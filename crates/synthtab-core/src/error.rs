use thiserror::Error;

/// Core error type shared across synthtab crates.
#[derive(Debug, Error)]
pub enum Error {
    /// A column type name that is not part of the closed enumeration.
    #[error("unknown column type: {0}")]
    UnknownColumnType(String),
    /// The uploaded table has no header row.
    #[error("table is empty: a header row is required")]
    EmptyTable,
}

/// Convenience alias for results returned by synthtab crates.
pub type Result<T> = std::result::Result<T, Error>;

* [Exercise]:
Collect each line of the entries that has the word "header", copying it in full.

* [Answer to the problem]:
    /// The uploaded table has no header row.
    #[error("table is empty: a header row is required")]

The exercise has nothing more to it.